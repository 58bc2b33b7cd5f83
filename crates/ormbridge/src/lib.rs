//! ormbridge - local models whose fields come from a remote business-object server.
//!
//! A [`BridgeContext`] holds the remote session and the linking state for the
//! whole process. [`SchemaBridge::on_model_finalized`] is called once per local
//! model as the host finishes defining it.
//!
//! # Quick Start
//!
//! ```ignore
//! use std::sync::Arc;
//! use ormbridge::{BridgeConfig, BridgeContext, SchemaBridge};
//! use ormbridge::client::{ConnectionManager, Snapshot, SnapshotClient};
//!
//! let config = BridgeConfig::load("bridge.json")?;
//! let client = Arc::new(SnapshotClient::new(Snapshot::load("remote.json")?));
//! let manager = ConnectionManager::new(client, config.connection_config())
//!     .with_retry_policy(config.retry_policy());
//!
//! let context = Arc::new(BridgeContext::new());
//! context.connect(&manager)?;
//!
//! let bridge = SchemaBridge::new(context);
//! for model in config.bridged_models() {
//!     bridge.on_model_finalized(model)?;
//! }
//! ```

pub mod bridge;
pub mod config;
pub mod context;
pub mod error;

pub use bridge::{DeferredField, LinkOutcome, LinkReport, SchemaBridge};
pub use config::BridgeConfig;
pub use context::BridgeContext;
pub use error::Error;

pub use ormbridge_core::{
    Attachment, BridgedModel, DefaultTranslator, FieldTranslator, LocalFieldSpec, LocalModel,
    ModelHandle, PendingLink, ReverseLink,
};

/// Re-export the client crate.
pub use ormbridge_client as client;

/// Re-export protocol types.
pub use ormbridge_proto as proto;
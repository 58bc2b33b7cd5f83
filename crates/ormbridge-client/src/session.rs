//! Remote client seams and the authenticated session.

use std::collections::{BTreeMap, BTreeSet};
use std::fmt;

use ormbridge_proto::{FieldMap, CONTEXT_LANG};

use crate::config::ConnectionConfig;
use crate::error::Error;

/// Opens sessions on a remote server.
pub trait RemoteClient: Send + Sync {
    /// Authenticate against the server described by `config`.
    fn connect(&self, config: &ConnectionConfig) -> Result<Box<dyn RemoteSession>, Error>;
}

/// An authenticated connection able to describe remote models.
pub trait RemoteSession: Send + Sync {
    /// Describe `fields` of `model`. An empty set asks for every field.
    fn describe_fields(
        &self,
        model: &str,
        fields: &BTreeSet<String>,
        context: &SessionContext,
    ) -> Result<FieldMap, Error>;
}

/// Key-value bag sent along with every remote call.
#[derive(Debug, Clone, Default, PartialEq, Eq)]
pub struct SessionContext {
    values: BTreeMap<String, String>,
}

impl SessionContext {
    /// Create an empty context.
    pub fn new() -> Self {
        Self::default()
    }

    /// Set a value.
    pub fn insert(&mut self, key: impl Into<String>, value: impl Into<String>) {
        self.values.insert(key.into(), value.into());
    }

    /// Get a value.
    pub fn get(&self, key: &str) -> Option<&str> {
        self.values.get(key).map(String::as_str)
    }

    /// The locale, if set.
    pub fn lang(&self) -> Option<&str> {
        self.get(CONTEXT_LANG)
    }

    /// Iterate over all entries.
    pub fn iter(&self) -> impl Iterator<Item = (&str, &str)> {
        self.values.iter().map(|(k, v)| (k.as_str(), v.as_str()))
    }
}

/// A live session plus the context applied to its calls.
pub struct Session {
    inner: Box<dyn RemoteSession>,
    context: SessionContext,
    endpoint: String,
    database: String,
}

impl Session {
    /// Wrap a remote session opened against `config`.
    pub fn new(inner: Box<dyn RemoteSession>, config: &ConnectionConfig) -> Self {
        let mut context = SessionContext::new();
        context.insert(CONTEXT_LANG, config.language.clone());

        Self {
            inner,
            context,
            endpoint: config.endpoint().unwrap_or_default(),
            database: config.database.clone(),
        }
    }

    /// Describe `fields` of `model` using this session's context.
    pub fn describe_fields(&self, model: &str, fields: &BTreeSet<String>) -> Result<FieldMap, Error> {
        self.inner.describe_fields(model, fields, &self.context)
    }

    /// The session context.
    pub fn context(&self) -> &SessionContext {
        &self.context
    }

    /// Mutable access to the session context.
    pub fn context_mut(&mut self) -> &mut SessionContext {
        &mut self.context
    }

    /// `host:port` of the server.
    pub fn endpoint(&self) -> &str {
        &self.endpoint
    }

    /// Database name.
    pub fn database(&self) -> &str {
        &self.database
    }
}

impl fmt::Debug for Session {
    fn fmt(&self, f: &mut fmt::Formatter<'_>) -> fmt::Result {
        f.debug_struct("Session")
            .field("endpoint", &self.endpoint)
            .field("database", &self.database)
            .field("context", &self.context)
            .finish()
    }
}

=== PROBLEM DESCRIPTION ===
Set down the entries above again, word for word.

=== OUTPUT OF THE TASK ===
repository 58bc2b33b7cd5f83
filename crates/ormbridge/src/lib.rs
//! ormbridge - local models whose fields come from a remote business-object server.
//!
//! A [`BridgeContext`] holds the remote session and the linking state for the
//! whole process. [`SchemaBridge::on_model_finalized`] is called once per local
//! model as the host finishes defining it.
//!
//! # Quick Start
//!
//! ```ignore
//! use std::sync::Arc;
//! use ormbridge::{BridgeConfig, BridgeContext, SchemaBridge};
//! use ormbridge::client::{ConnectionManager, Snapshot, SnapshotClient};
//!
//! let config = BridgeConfig::load("bridge.json")?;
//! let client = Arc::new(SnapshotClient::new(Snapshot::load("remote.json")?));
//! let manager = ConnectionManager::new(client, config.connection_config())
//!     .with_retry_policy(config.retry_policy());
//!
//! let context = Arc::new(BridgeContext::new());
//! context.connect(&manager)?;
//!
//! let bridge = SchemaBridge::new(context);
//! for model in config.bridged_models() {
//!     bridge.on_model_finalized(model)?;
//! }
//! ```

pub mod bridge;
pub mod config;
pub mod context;
pub mod error;

pub use bridge::{DeferredField, LinkOutcome, LinkReport, SchemaBridge};
pub use config::BridgeConfig;
pub use context::BridgeContext;
pub use error::Error;

pub use ormbridge_core::{
    Attachment, BridgedModel, DefaultTranslator, FieldTranslator, LocalFieldSpec, LocalModel,
    ModelHandle, PendingLink, ReverseLink,
};

/// Re-export the client crate.
pub use ormbridge_client as client;

/// Re-export protocol types.
pub use ormbridge_proto as proto;
repository 58bc2b33b7cd5f83
filename crates/ormbridge-client/src/session.rs
//! Remote client seams and the authenticated session.

use std::collections::{BTreeMap, BTreeSet};
use std::fmt;

use ormbridge_proto::{FieldMap, CONTEXT_LANG};

use crate::config::ConnectionConfig;
use crate::error::Error;

/// Opens sessions on a remote server.
pub trait RemoteClient: Send + Sync {
    /// Authenticate against the server described by `config`.
    fn connect(&self, config: &ConnectionConfig) -> Result<Box<dyn RemoteSession>, Error>;
}

/// An authenticated connection able to describe remote models.
pub trait RemoteSession: Send + Sync {
    /// Describe `fields` of `model`. An empty set asks for every field.
    fn describe_fields(
        &self,
        model: &str,
        fields: &BTreeSet<String>,
        context: &SessionContext,
    ) -> Result<FieldMap, Error>;
}

/// Key-value bag sent along with every remote call.
#[derive(Debug, Clone, Default, PartialEq, Eq)]
pub struct SessionContext {
    values: BTreeMap<String, String>,
}

impl SessionContext {
    /// Create an empty context.
    pub fn new() -> Self {
        Self::default()
    }

    /// Set a value.
    pub fn insert(&mut self, key: impl Into<String>, value: impl Into<String>) {
        self.values.insert(key.into(), value.into());
    }

    /// Get a value.
    pub fn get(&self, key: &str) -> Option<&str> {
        self.values.get(key).map(String::as_str)
    }

    /// The locale, if set.
    pub fn lang(&self) -> Option<&str> {
        self.get(CONTEXT_LANG)
    }

    /// Iterate over all entries.
    pub fn iter(&self) -> impl Iterator<Item = (&str, &str)> {
        self.values.iter().map(|(k, v)| (k.as_str(), v.as_str()))
    }
}

/// A live session plus the context applied to its calls.
pub struct Session {
    inner: Box<dyn RemoteSession>,
    context: SessionContext,
    endpoint: String,
    database: String,
}

impl Session {
    /// Wrap a remote session opened against `config`.
    pub fn new(inner: Box<dyn RemoteSession>, config: &ConnectionConfig) -> Self {
        let mut context = SessionContext::new();
        context.insert(CONTEXT_LANG, config.language.clone());

        Self {
            inner,
            context,
            endpoint: config.endpoint().unwrap_or_default(),
            database: config.database.clone(),
        }
    }

    /// Describe `fields` of `model` using this session's context.
    pub fn describe_fields(&self, model: &str, fields: &BTreeSet<String>) -> Result<FieldMap, Error> {
        self.inner.describe_fields(model, fields, &self.context)
    }

    /// The session context.
    pub fn context(&self) -> &SessionContext {
        &self.context
    }

    /// Mutable access to the session context.
    pub fn context_mut(&mut self) -> &mut SessionContext {
        &mut self.context
    }

    /// `host:port` of the server.
    pub fn endpoint(&self) -> &str {
        &self.endpoint
    }

    /// Database name.
    pub fn database(&self) -> &str {
        &self.database
    }
}

impl fmt::Debug for Session {
    fn fmt(&self, f: &mut fmt::Formatter<'_>) -> fmt::Result {
        f.debug_struct("Session")
            .field("endpoint", &self.endpoint)
            .field("database", &self.database)
            .field("context", &self.context)
            .finish()
    }
}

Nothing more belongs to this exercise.